The Net Promoter Score can be calculated by subtracting the percentage of detractors from the percentage of promoters. Another way to determine the same score is to use the following equation:

(number of promoters - number of detractors) / (number of responses) x 100

So, for example, if there are 50 promoters and 30 detractors with 100 responses, the equation would be (50-30)/(100) x 100 = an NPS score of 20.

## Why is Net Promoter Score important?

NPS was first introduced in a 2003 Harvard Business Review article by Fred Reichheld titled "The One Number You Need to Grow." Reichheld felt that it was important for a company to know how many of its customers were assets and how many were liabilities. By correlating the customer's subjective response to an objective number, the metric can be used to legitimately drive a company's internal priorities.

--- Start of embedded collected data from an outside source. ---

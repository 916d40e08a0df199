//! Traffic-flow provider seam.

mod tomtom;

pub use tomtom::{parse_flow_payload, TomTomClient};

use async_trait::async_trait;
use serde::{Deserialize, Serialize};
use thiserror::Error;

/// A provider's point-in-time speed reading for one coordinate.
#[derive(Debug, Clone, Copy, PartialEq, Serialize, Deserialize)]
pub struct FlowSample {
    pub current_speed: f64,
    pub free_flow_speed: f64,
    /// 0 when the provider omits it.
    pub confidence: f64,
}

#[derive(Debug, Error)]
pub enum ProviderError {
    #[error("provider did not answer within {0:?}")]
    Timeout(std::time::Duration),
    #[error("provider request failed: {0}")]
    Network(String),
    #[error("provider returned HTTP {0}")]
    Status(u16),
    #[error("malformed provider payload: {0}")]
    MalformedPayload(String),
    #[error("provider payload is missing {0}")]
    MissingField(&'static str),
}

#[async_trait]
pub trait FlowSource: Send + Sync {
    async fn fetch(&self, lat: f64, lon: f64) -> Result<FlowSample, ProviderError>;
}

NPS helps companies organize a methodology around improving their perception and reducing negative word of mouth or unhappy customers -- which can lead to business growth.

## What can you measure with NPS?

Organizations that offer a product or service -- such as call centers, internet service providers, department stores or healthcare providers -- can use Net Promoter Scores. The metric helps them do the following:

Reichheld maintains that organizations can use the Net Promoter Score as a key performance indicator (KPI) for growth because loyalty, in his estimation, is the most important factor for generating sustainable growth. His research found that companies with a better ratio of promoters to detractors grew more quickly than their competitors when they maintained an NPS within a 50-80 overall range. Subsequent research from others has challenged that conclusion, and NPS detractors recommend that if an NPS score is used, it should be supplemented with additional questions to provide the company with insight into customer motivation so it can identify actionable items.

## How to interpret NPS

Net Promoter Scores are expressed as a score from -100 to 100. A negative score occurs when a company has more detractors than promoters, and a positive score occurs when a company has the inverse. A good NPS is typically considered any score above a 0, since this means the organization has more promoters than passives or detractors. A bad NPS, likewise, is considered any score below 0.

Knowing average Net Promoter Scores by industry can help organizations understand if an individual NPS is considered good in context. For example, if the typical score in a particular industry averages around a -10, an organization's individual score of -3 wouldn't be as bad by comparison. Likewise, an NPS score of 3 would be considered worse in context when compared to an industry where the average score is 30.

## How to create an NPS survey

The most basic NPS survey would include just the question "On a scale from 0 to 10, how likely are you to recommend us to a friend or colleague?" However, surveys can be supplemented with additional questions that provide more insight into customer motivations. Additional survey questions typically include the following:

• Demographic questions about age or gender. Scores may vary across demographics, so asking these questions can give a company a better idea of customer loyalty across audience segments.
• A question asking the "Reason for your score." This is normally an open-ended question asking the individual the reason behind why they gave that numerical score.
• Ask "How could we improve?"
• A question asking for permission to follow up with the customer as needed.

The survey can be sent to a customer by email or appear on a webpage or in a popup. Organizations can keep track of NPS using customer experience management or NPS software, which should be updated regularly.